The couple, who have been married 46 years, moved from Pigeon Forge to Decatur six years ago. Samanthia, 74, had grown up in the Lawrence County community of Rocky Hill between Courtland and Town Creek, and she wanted to move back to this area. She called a real estate agent about Decatur.

“I said, I want to live in the Historic District.”

Once they moved to Decatur, Bill knew he needed to keep active.

“When I got here, I called about getting a job,” Cassidy said. “They said, ‘How old are you?’ I said 82. He hung up on me.”

That led him to get more serious about walking as an alternative way to stay active. He can often be seen at Delano Park with his erect stride and wearing a brown hat with a feather in its band.

King said the walking may benefit him just as an exercise routine can help anyone dealing with memory loss.

“That’s probably a goal they have every day,” she said. “It’s something they remember they want to do.”

She said she can see the benefits of staying active in the senior adults she works with at NARCOG.

“I do what we call the Arthritis Foundation exercise program with seniors and I also do another program called ‘Bingocize,’ which is we play bingo but we also do some exercises.
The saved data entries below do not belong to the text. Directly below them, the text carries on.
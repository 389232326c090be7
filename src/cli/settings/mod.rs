//! Settings management for CLI set/unset commands.
//!
//! Each configuration key has a [`SettingHandler`] that validates input and
//! applies it to a [`Config`]. The caller loads and saves the file.

pub mod error;
pub mod handlers;

use std::collections::HashMap;
use std::error::Error;

pub use error::SettingError;

use crate::core::config::Config;
use handlers::{BaseUrlHandler, RequestTimeoutHandler};

/// Trait for handling a configuration setting.
pub trait SettingHandler: Send + Sync {
    /// Returns the configuration key this handler manages.
    fn key(&self) -> &'static str;

    /// Applies `args` to `config` and returns a success message.
    fn set(&self, args: &[String], config: &mut Config) -> Result<String, SettingError>;

    /// Clears the value and returns a success message.
    fn unset(&self, config: &mut Config) -> Result<String, SettingError>;
}

/// Registry of all available setting handlers.
pub struct SettingRegistry {
    handlers: HashMap<&'static str, Box<dyn SettingHandler>>,
}

impl SettingRegistry {
    pub fn new() -> Self {
        let mut registry = Self {
            handlers: HashMap::new(),
        };
        registry.register(Box::new(BaseUrlHandler));
        registry.register(Box::new(RequestTimeoutHandler));
        registry
    }

    fn register(&mut self, handler: Box<dyn SettingHandler>) {
        self.handlers.insert(handler.key(), handler);
    }

    pub fn get(&self, key: &str) -> Result<&dyn SettingHandler, SettingError> {
        self.handlers
            .get(key)
            .map(|h| h.as_ref())
            .ok_or_else(|| SettingError::UnknownKey(key.to_string()))
    }
}

impl Default for SettingRegistry {
    fn default() -> Self {
        Self::new()
    }
}

fn exit_with(err: SettingError) -> ! {
    err.print();
    std::process::exit(1);
}

pub fn run_set(key: &str, value: &[String]) -> Result<(), Box<dyn Error>> {
    let mut config = Config::load()?;
    if value.is_empty() {
        config.print_all();
        return Ok(());
    }

    let registry = SettingRegistry::new();
    let handler = registry.get(key).unwrap_or_else(|err| exit_with(err));
    let message = handler
        .set(value, &mut config)
        .unwrap_or_else(|err| exit_with(err));
    config.save()?;
    println!("{message}");
    Ok(())
}

pub fn run_unset(key: &str) -> Result<(), Box<dyn Error>> {
    let mut config = Config::load()?;
    let registry = SettingRegistry::new();
    let handler = registry.get(key).unwrap_or_else(|err| exit_with(err));
    let message = handler
        .unset(&mut config)
        .unwrap_or_else(|err| exit_with(err));
    config.save()?;
    println!("{message}");
    Ok(())
}

#[cfg(test)]
mod tests {
    use super::*;

    fn args(values: &[&str]) -> Vec<String> {
        values.iter().map(|v| v.to_string()).collect()
    }

    #[test]
    fn base_url_is_normalized_and_validated() {
        let registry = SettingRegistry::new();
        let handler = registry.get("base-url").unwrap();
        let mut config = Config::default();

        let message = handler
            .set(&args(&["http://chatbot.internal:8000/"]), &mut config)
            .unwrap();
        assert_eq!(config.base_url.as_deref(), Some("http://chatbot.internal:8000"));
        assert_eq!(message, "✅ Set base-url to: http://chatbot.internal:8000");

        let err = handler.set(&args(&["ftp://nope"]), &mut config).unwrap_err();
        assert!(matches!(err, SettingError::InvalidValue { key: "base-url", .. }));
        assert_eq!(config.base_url.as_deref(), Some("http://chatbot.internal:8000"));

        handler.unset(&mut config).unwrap();
        assert_eq!(config.base_url, None);
    }

    #[test]
    fn request_timeout_accepts_seconds_only() {
        let registry = SettingRegistry::new();
        let handler = registry.get("request-timeout").unwrap();
        let mut config = Config::default();

        handler.set(&args(&["45s"]), &mut config).unwrap();
        assert_eq!(config.request_timeout_secs, Some(45));

        assert!(handler.set(&args(&["0"]), &mut config).is_err());
        assert!(handler.set(&args(&["soon"]), &mut config).is_err());
        assert!(matches!(
            handler.set(&[], &mut config),
            Err(SettingError::MissingArgs { .. })
        ));
        assert_eq!(config.request_timeout_secs, Some(45));
    }

    #[test]
    fn unknown_keys_are_rejected() {
        let registry = SettingRegistry::new();
        assert_eq!(
            registry.get("theme").err(),
            Some(SettingError::UnknownKey("theme".into()))
        );
    }
}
You can tell the difference in the ones who have been moving and keeping moving and active as opposed to the other ones. To me, the ones that are moving more and active, they just seem a lot more happy than the other ones.”
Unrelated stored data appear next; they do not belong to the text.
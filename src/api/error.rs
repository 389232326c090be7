use std::error::Error as StdError;
use std::fmt;

/// The API call an error came from. Each operation carries its own
/// user-facing failure text.
#[derive(Debug, Clone, Copy, PartialEq, Eq)]
pub enum ApiOperation {
    ListChats,
    ChatHistory,
    SendMessage,
    SendToChat,
    SpecificLog,
    SearchLogs,
    UploadLog,
    BuildLog,
}

impl ApiOperation {
    pub fn label(self) -> &'static str {
        match self {
            ApiOperation::ListChats => "list chats",
            ApiOperation::ChatHistory => "chat history",
            ApiOperation::SendMessage => "send message",
            ApiOperation::SendToChat => "send message to chat",
            ApiOperation::SpecificLog => "specific log",
            ApiOperation::SearchLogs => "search logs",
            ApiOperation::UploadLog => "upload log",
            ApiOperation::BuildLog => "build log",
        }
    }

    fn failure_message(self) -> &'static str {
        match self {
            ApiOperation::ListChats => "Failed to fetch build history. Please try again later.",
            ApiOperation::ChatHistory => "Failed to fetch chat history. Please try again later.",
            ApiOperation::SendMessage | ApiOperation::SendToChat => {
                "Failed to send message. Please try again later."
            }
            ApiOperation::SpecificLog => "Failed to fetch specific log. Please try again later.",
            ApiOperation::SearchLogs => "Failed to search logs. Please try again later.",
            ApiOperation::UploadLog => "Failed to upload log. Please try again later.",
            ApiOperation::BuildLog => "Failed to fetch build log. Please try again later.",
        }
    }

    fn not_found_message(self) -> &'static str {
        match self {
            ApiOperation::ChatHistory => "Chat history not found.",
            ApiOperation::SpecificLog | ApiOperation::BuildLog => "Log not found.",
            _ => "Chat not found.",
        }
    }
}

#[derive(Debug, Clone, PartialEq, Eq)]
pub enum ApiErrorKind {
    /// The request never produced an HTTP response.
    Transport,
    /// The server answered with a non-success status.
    Status(u16),
    /// The server reported a missing resource, either through the HTTP
    /// status or through a `status_code` field inside a success body.
    NotFound,
    /// The response body did not match the expected shape.
    Decode,
}

/// Failure of a single API call.
///
/// `Display` yields only the generic user-facing text; the technical detail
/// stays available through [`ApiError::detail`] for diagnostics.
#[derive(Debug, Clone, PartialEq, Eq)]
pub struct ApiError {
    operation: ApiOperation,
    kind: ApiErrorKind,
    detail: String,
}

impl ApiError {
    pub fn new(operation: ApiOperation, kind: ApiErrorKind, detail: impl Into<String>) -> Self {
        Self {
            operation,
            kind,
            detail: detail.into(),
        }
    }

    pub fn operation(&self) -> ApiOperation {
        self.operation
    }

    pub fn kind(&self) -> &ApiErrorKind {
        &self.kind
    }

    pub fn detail(&self) -> &str {
        &self.detail
    }

    pub fn is_not_found(&self) -> bool {
        self.kind == ApiErrorKind::NotFound
    }
}

impl fmt::Display for ApiError {
    fn fmt(&self, f: &mut fmt::Formatter<'_>) -> fmt::Result {
        match self.kind {
            ApiErrorKind::NotFound => f.write_str(self.operation.not_found_message()),
            _ => f.write_str(self.operation.failure_message()),
        }
    }
}

impl StdError for ApiError {}

#[cfg(test)]
mod tests {
    use super::*;

    #[test]
    fn display_hides_transport_detail() {
        let err = ApiError::new(
            ApiOperation::SendMessage,
            ApiErrorKind::Transport,
            "connection refused (os error 111)",
        );
        assert_eq!(
            err.to_string(),
            "Failed to send message. Please try again later."
        );
        assert_eq!(err.detail(), "connection refused (os error 111)");
    }

    #[test]
    fn not_found_has_dedicated_message() {
        let err = ApiError::new(ApiOperation::ChatHistory, ApiErrorKind::NotFound, "");
        assert!(err.is_not_found());
        assert_eq!(err.to_string(), "Chat history not found.");
    }
}
//! Error types for settings operations.

use std::fmt;

/// Errors that can occur when modifying configuration settings.
#[derive(Debug, PartialEq, Eq)]
pub enum SettingError {
    /// The provided setting key is not recognized.
    UnknownKey(String),
    /// The value does not fit the setting.
    InvalidValue {
        key: &'static str,
        input: String,
        hint: &'static str,
    },
    /// Required arguments are missing.
    MissingArgs {
        hint: &'static str,
        example: &'static str,
    },
}

impl SettingError {
    /// Print the error message to stderr with appropriate formatting.
    pub fn print(&self) {
        match self {
            SettingError::UnknownKey(key) => {
                eprintln!("❌ Unknown config key: {key}");
                eprintln!("   Known keys: base-url, request-timeout");
            }
            SettingError::InvalidValue { key, input, hint } => {
                eprintln!("❌ Invalid value for {key}: {input}");
                eprintln!("   {hint}");
            }
            SettingError::MissingArgs { hint, example } => {
                eprintln!("⚠️  {hint}");
                eprintln!("Example: {example}");
            }
        }
    }
}

impl fmt::Display for SettingError {
    fn fmt(&self, f: &mut fmt::Formatter<'_>) -> fmt::Result {
        match self {
            SettingError::UnknownKey(key) => write!(f, "Unknown config key: {key}"),
            SettingError::InvalidValue { key, input, .. } => {
                write!(f, "Invalid value for {key}: {input}")
            }
            SettingError::MissingArgs { hint, .. } => write!(f, "{hint}"),
        }
    }
}

impl std::error::Error for SettingError {}
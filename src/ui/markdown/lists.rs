#[derive(Clone, Debug)]
pub(super) enum ListKind {
    Unordered,
    Ordered(u64),
}

impl ListKind {
    /// Marker for the next item. Ordered lists count up as items are emitted.
    pub(super) fn next_marker(&mut self) -> String {
        match self {
            ListKind::Unordered => "- ".to_string(),
            ListKind::Ordered(next) => {
                let current = *next;
                *next += 1;
                format!("{current}. ")
            }
        }
    }
}
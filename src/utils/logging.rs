use crate::core::message::{Message, Sender};
use std::fs::OpenOptions;
use std::io::{BufWriter, Write};
use std::path::Path;

/// Plain-text transcript of a chat, appended as messages are delivered.
#[derive(Debug, Default)]
pub struct TranscriptLog {
    file_path: Option<String>,
}

impl TranscriptLog {
    pub fn new(log_file: Option<String>) -> Result<Self, Box<dyn std::error::Error>> {
        if let Some(path) = &log_file {
            test_file_access(path)?;
        }
        Ok(TranscriptLog {
            file_path: log_file,
        })
    }

    pub fn log_message(&self, message: &Message) -> Result<(), Box<dyn std::error::Error>> {
        match message.sender {
            Sender::User => self.write_to_log(&format!("You: {}", message.text)),
            Sender::Bot => self.write_to_log(&message.text),
        }
    }

    /// Writes an out-of-band note such as the session location.
    pub fn log_note(&self, note: &str) -> Result<(), Box<dyn std::error::Error>> {
        self.write_to_log(&format!("## {note}"))
    }

    fn write_to_log(&self, content: &str) -> Result<(), Box<dyn std::error::Error>> {
        let Some(file_path) = &self.file_path else {
            return Ok(());
        };

        let file = OpenOptions::new()
            .create(true)
            .append(true)
            .open(file_path)?;
        let mut writer = BufWriter::with_capacity(64 * 1024, file);

        for line in content.lines() {
            writeln!(writer, "{line}")?;
        }
        // Blank line between messages, as on screen.
        writeln!(writer)?;

        writer.flush()?;
        Ok(())
    }

    pub fn get_status_string(&self) -> String {
        match &self.file_path {
            None => "disabled".to_string(),
            Some(path) => format!(
                "active ({})",
                Path::new(path)
                    .file_name()
                    .unwrap_or_default()
                    .to_string_lossy()
            ),
        }
    }
}

fn test_file_access(path: &str) -> Result<(), Box<dyn std::error::Error>> {
    let mut file = OpenOptions::new().create(true).append(true).open(path)?;
    file.flush()?;
    Ok(())
}

#[cfg(test)]
mod tests {
    use super::*;
    use tempfile::TempDir;

    #[test]
    fn disabled_log_writes_nothing() {
        let log = TranscriptLog::new(None).unwrap();
        log.log_message(&Message::user("hello")).unwrap();
        assert_eq!(log.get_status_string(), "disabled");
    }

    #[test]
    fn messages_and_notes_are_appended() {
        let dir = TempDir::new().unwrap();
        let path = dir.path().join("chat.log");
        let log = TranscriptLog::new(Some(path.to_string_lossy().into_owned())).unwrap();

        log.log_message(&Message::user("why red?")).unwrap();
        log.log_message(&Message::bot("line one\nline two")).unwrap();
        log.log_note("Session: /?chat=k1").unwrap();

        let contents = std::fs::read_to_string(&path).unwrap();
        assert_eq!(
            contents,
            "You: why red?\n\nline one\nline two\n\n## Session: /?chat=k1\n\n"
        );
        assert_eq!(log.get_status_string(), "active (chat.log)");
    }

    #[test]
    fn unwritable_path_is_rejected_up_front() {
        let dir = TempDir::new().unwrap();
        let path = dir.path().join("missing").join("chat.log");
        assert!(TranscriptLog::new(Some(path.to_string_lossy().into_owned())).is_err());
    }
}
She said older adults can benefit from even easy exercises.

“The classes that I do, it’s catered to people 60 and older We usually do it twice a week for an hour, but I encourage them to like, ’Hey, while you’re sitting at home watching TV, you can always stretch and do the simple exercises we do.’

“So it’s good to do it every day, something, whether it’s a full-blown walk or even you just sitting in your chair stretching your arms, stretching your legs, doing simple things like arm circles or … wiggling your fingers, just bending your fingers, spreading them out.”

Staying lively can put you in position to enjoy new experiences, as Cassidy found out recently.

“My grandson called me about three months ago and said, ‘Grandpa, you ever thought of changing your name to great-grandpa?’”

Ryan Stukenberg, a dentist in Breeze, Ill., and one of Cassidy’s two grandchildren, became the father of Kade — the first great-grandchild — on Feb. 22.

The temperature reached the 80s in Decatur that day and Cassidy walked 4 miles, all outdoors.